Agora há pouco, enquanto caminhava de volta para casa, sob uma garoa fina, daquelas que encharcam aos poucos, mas sem muita piedade, vi um casal de moradores em situação de rua dormindo debaixo de uma marquise, protegido por várias camadas de cobertas, sobre um colchão velho. Já passava do meio-dia, e os dois, alheios a tudo, deixavam a vida acontecer ao seu redor. E a poucos metros de uma canaleta, o tráfego ruidoso dos ônibus vermelhos não parecia perturbá-los.
Nada sei a respeito deles, portanto, prefiro não levantar suposições sobre o que os trouxe até ali, ou os mantém nessa condição, tão à margem, porém ao mesmo tempo completamente visíveis em um mundo que parece não se muito importar com eles. Embora suas presenças incontornáveis perturbem – e bastante – os que preferem uma versão higienizada da cidade. Os olhares de muitos passantes, e alguns poucos comentários que entreouvi, murmurados, denunciavam esses espasmos de intolerância hesitantes.
Em um exercício de alteridade, parei um instante, não muito longo, para observá-los. Pareciam desmaiados, imersos em uma dimensão paralela, com seus corpos meio entrelaçados. Talvez fossem mesmo um casal, ou o frio os tivesse aproximado. Visíveis, seus rostos não traziam quaisquer expressões. Abandono, dor, solidão, entorpecimento, marginalidade. Todas essas palavras emergiram, mas logo me dei conta que eram fruto de artimanhas da minha imaginação, povoada por suposições aleatórias, e pela tentação de criar-lhes narrativas, marcadas, provavelmente, por clichês, lugares comuns que às vezes se confirmam na realidade, mas também podem banalizá-la.
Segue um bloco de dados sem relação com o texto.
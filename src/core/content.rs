//! Static sample content shown on the pages. Nothing here changes at runtime.

pub const APP_DESCRIPTION: &str = "A small example app for learning stores, routing and lifecycles";

#[derive(Debug, Clone, Copy, PartialEq, Eq)]
pub struct FeatureCard {
    pub icon: &'static str,
    pub title: &'static str,
    pub description: &'static str,
}

pub const FEATURES: &[FeatureCard] = &[
    FeatureCard {
        icon: "🎯",
        title: "Clean Architecture",
        description: "Learn proper folder structure and separation of concerns",
    },
    FeatureCard {
        icon: "🔧",
        title: "Services & DI",
        description: "Understand dependency injection and service patterns",
    },
    FeatureCard {
        icon: "🎨",
        title: "Theming",
        description: "Implement light/dark mode with style variables",
    },
    FeatureCard {
        icon: "🚀",
        title: "Routing",
        description: "Navigation between different views and components",
    },
    FeatureCard {
        icon: "📱",
        title: "Responsive Design",
        description: "Layouts that adapt to the space they are given",
    },
    FeatureCard {
        icon: "♿",
        title: "Accessibility",
        description: "Keyboard navigation and readable contrast",
    },
];

#[derive(Debug, Clone, Copy, PartialEq)]
pub struct StatCard {
    pub title: &'static str,
    pub value: &'static str,
    /// Percent change since the previous period.
    pub change: f32,
    pub icon: &'static str,
}

pub const STATS: &[StatCard] = &[
    StatCard {
        title: "Total Users",
        value: "12,543",
        change: 12.5,
        icon: "👥",
    },
    StatCard {
        title: "Revenue",
        value: "$45,678",
        change: -3.2,
        icon: "💰",
    },
    StatCard {
        title: "Orders",
        value: "8,901",
        change: 8.7,
        icon: "📦",
    },
    StatCard {
        title: "Growth Rate",
        value: "23.4%",
        change: 15.3,
        icon: "📈",
    },
];

#[derive(Debug, Clone, Copy, PartialEq, Eq)]
pub struct ChartSlice {
    pub label: &'static str,
    pub value: u32,
}

pub const DEVICE_BREAKDOWN: &[ChartSlice] = &[
    ChartSlice {
        label: "Desktop",
        value: 45,
    },
    ChartSlice {
        label: "Mobile",
        value: 30,
    },
    ChartSlice {
        label: "Tablet",
        value: 25,
    },
];

#[derive(Debug, Clone, Copy, PartialEq, Eq)]
pub struct UserProfile {
    pub name: &'static str,
    pub email: &'static str,
    pub role: &'static str,
    pub projects_completed: u32,
    pub tasks_completed: u32,
    pub experience_points: u32,
    pub notifications: bool,
    pub language: &'static str,
    pub timezone: &'static str,
}

pub const SAMPLE_USER: UserProfile = UserProfile {
    name: "John Developer",
    email: "john@example.com",
    role: "Frontend Developer",
    projects_completed: 42,
    tasks_completed: 156,
    experience_points: 2340,
    notifications: true,
    language: "English",
    timezone: "UTC-5",
};

pub fn change_icon(change: f32) -> &'static str {
    if change >= 0.0 { "↗️" } else { "↘️" }
}

pub fn chart_total(slices: &[ChartSlice]) -> u32 {
    slices.iter().map(|slice| slice.value).sum()
}

/// Share of `value` in the total, rounded to a whole percent.
pub fn percentage(value: u32, total: u32) -> u32 {
    if total == 0 {
        return 0;
    }
    (value as f64 / total as f64 * 100.0).round() as u32
}

pub fn time_of_day(hour: u32) -> &'static str {
    if hour < 12 {
        "morning"
    } else if hour < 17 {
        "afternoon"
    } else {
        "evening"
    }
}

pub fn welcome_message(hour: u32) -> String {
    format!("Good {}! Welcome to Beacon.", time_of_day(hour))
}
Nesse instante, eu me policiei. “Eles não são seus personagens”, disse a mim mesmo, um alerta quase em voz alta. Devem estar ainda lá, a pouco mais de uma quadra de onde moro, à minha revelia, sem saber que eu existo, ou que escrevo neste instante sobre eles sem lhes pedir permissão.
Abandono, dor, solidão, entorpecimento, marginalidade. Todas essas palavras emergiram, mas logo me dei conta que eram fruto de artimanhas da minha imaginação, povoada por suposições aleatórias, e pela tentação de criar-lhes narrativas, marcadas, provavelmente, por clichês, lugares comuns que às vezes se confirmam na realidade, mas também podem banalizá-la.
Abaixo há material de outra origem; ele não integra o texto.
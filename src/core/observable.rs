//! # Observables
//!
//! The change-notification primitives every store is built on.
//!
//! ```text
//! Publisher<T>    plain event stream: listeners only see values emitted
//!                 after they subscribed (router events)
//!
//! Observable<T>   a held value + a Publisher<T>: subscribing replays the
//!                 current value once, then every later change (store state)
//! ```
//!
//! Both hand out a [`Subscription`] per listener. Disposing the handle (or
//! dropping it) removes the listener from the registry, so a component that
//! owns its handles can never be called back after it is torn down.
//!
//! ## Delivery
//!
//! Delivery is synchronous and in subscription order. Listeners are
//! snapshotted before delivery, so a listener may subscribe or dispose while
//! being notified. A listener disposed mid-delivery is skipped.
//!
//! A listener must not mutate the observable that is currently notifying it.
//! Nothing guards against this; it would recurse into a nested delivery.

use std::cell::RefCell;
use std::collections::BTreeMap;
use std::rc::{Rc, Weak};

use log::debug;

type Listener<T> = Rc<dyn Fn(&T)>;

struct Registry<T> {
    next_id: u64,
    /// Keyed by a monotonically increasing id, so iteration order is
    /// subscription order.
    listeners: BTreeMap<u64, Listener<T>>,
}

/// Handle to one listener registration.
///
/// `dispose()` revokes the registration; calling it again is a no-op.
/// Dropping a handle that is still active revokes it as well.
#[must_use = "dropping a Subscription immediately unsubscribes the listener"]
pub struct Subscription {
    revoke: Option<Box<dyn FnOnce()>>,
}

impl Subscription {
    fn new(revoke: impl FnOnce() + 'static) -> Self {
        Self {
            revoke: Some(Box::new(revoke)),
        }
    }

    /// A handle that is not attached to anything.
    pub fn empty() -> Self {
        Self { revoke: None }
    }

    pub fn dispose(&mut self) {
        if let Some(revoke) = self.revoke.take() {
            revoke();
        }
    }

    pub fn is_active(&self) -> bool {
        self.revoke.is_some()
    }
}

impl Drop for Subscription {
    fn drop(&mut self) {
        self.dispose();
    }
}

impl std::fmt::Debug for Subscription {
    fn fmt(&self, f: &mut std::fmt::Formatter<'_>) -> std::fmt::Result {
        f.debug_struct("Subscription")
            .field("active", &self.is_active())
            .finish()
    }
}

/// Event stream without replay.
pub struct Publisher<T> {
    registry: Rc<RefCell<Registry<T>>>,
}

impl<T: 'static> Publisher<T> {
    pub fn new() -> Self {
        Self {
            registry: Rc::new(RefCell::new(Registry {
                next_id: 0,
                listeners: BTreeMap::new(),
            })),
        }
    }

    pub fn subscribe(&self, listener: impl Fn(&T) + 'static) -> Subscription {
        let id = {
            let mut registry = self.registry.borrow_mut();
            let id = registry.next_id;
            registry.next_id += 1;
            registry.listeners.insert(id, Rc::new(listener));
            id
        };
        debug!("Listener {} subscribed", id);

        let registry: Weak<RefCell<Registry<T>>> = Rc::downgrade(&self.registry);
        Subscription::new(move || {
            // The publisher may already be gone; nothing to revoke then.
            if let Some(registry) = registry.upgrade() {
                registry.borrow_mut().listeners.remove(&id);
                debug!("Listener {} disposed", id);
            }
        })
    }

    /// Deliver `value` to every listener, synchronously, in subscription order.
    pub fn emit(&self, value: &T) {
        let snapshot: Vec<(u64, Listener<T>)> = self
            .registry
            .borrow()
            .listeners
            .iter()
            .map(|(id, listener)| (*id, Rc::clone(listener)))
            .collect();

        for (id, listener) in snapshot {
            let still_registered = self.registry.borrow().listeners.contains_key(&id);
            if still_registered {
                listener(value);
            }
        }
    }

    pub fn listener_count(&self) -> usize {
        self.registry.borrow().listeners.len()
    }
}

impl<T: 'static> Default for Publisher<T> {
    fn default() -> Self {
        Self::new()
    }
}

/// A held value with replay-latest subscriptions.
pub struct Observable<T> {
    value: RefCell<T>,
    changes: Publisher<T>,
}

impl<T: Clone + 'static> Observable<T> {
    pub fn new(initial: T) -> Self {
        Self {
            value: RefCell::new(initial),
            changes: Publisher::new(),
        }
    }

    pub fn get(&self) -> T {
        self.value.borrow().clone()
    }

    /// Store `value` and notify every subscriber with it.
    pub fn set(&self, value: T) {
        self.replace(value);
        self.notify();
    }

    /// Store `value` without notifying. Returns the previous value.
    ///
    /// Pair with [`Observable::notify`] when side effects must run between
    /// the state change and the notification.
    pub fn replace(&self, value: T) -> T {
        self.value.replace(value)
    }

    /// Deliver the current value to every subscriber.
    pub fn notify(&self) {
        let current = self.get();
        self.changes.emit(&current);
    }

    /// Register `listener`. It is called once right away with the current
    /// value, then on every change.
    pub fn subscribe(&self, listener: impl Fn(&T) + 'static) -> Subscription {
        let current = self.get();
        listener(&current);
        self.changes.subscribe(listener)
    }

    pub fn listener_count(&self) -> usize {
        self.changes.listener_count()
    }
}

impl<T: Clone + Default + 'static> Default for Observable<T> {
    fn default() -> Self {
        Self::new(T::default())
    }
}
Em sua estática mansidão inconsciente, eles atravessaram o meu caminho, invadiram meus pensamentos, e seguem ecoando, porque talvez sejam evidências contundentes demais de uma desordem da qual, convenientemente, desviamos no dia a dia, e sobre a qual evitamos pensar muito a respeito.
Atribuir a eles um estado de infelicidade, apesar da aparente precariedade material, é outra tentação perigosa. Podem, sim, ser vítimas das condições sociais desfavoráveis em que talvez nasceram e cresceram, ou de decisões equivocadas feitas ao longo da vida, sabe-se lá. Mas talvez tenham escolhido estar ali, adormecidos enquanto a vida ruge em movimento ao seu redor. Eles devem incomodar muitos porque desafiam nossa lógica produtiva, acelerada.
Fato é que eles, desejem ou não quem os enxerga como uma dissonância indesejada, têm o direito de ali estar, em um espaço público, a existir, à revelia de tudo e de todos, de minhas ruminações. Mergulhados no que aparentava ser um sono profundo, me presentearam com o espirito de um tempo no qual estamos, eu e eles, irmanados, sob o mesmo céu, que nos cobre como os cobertores que os protege do frio de Curitiba.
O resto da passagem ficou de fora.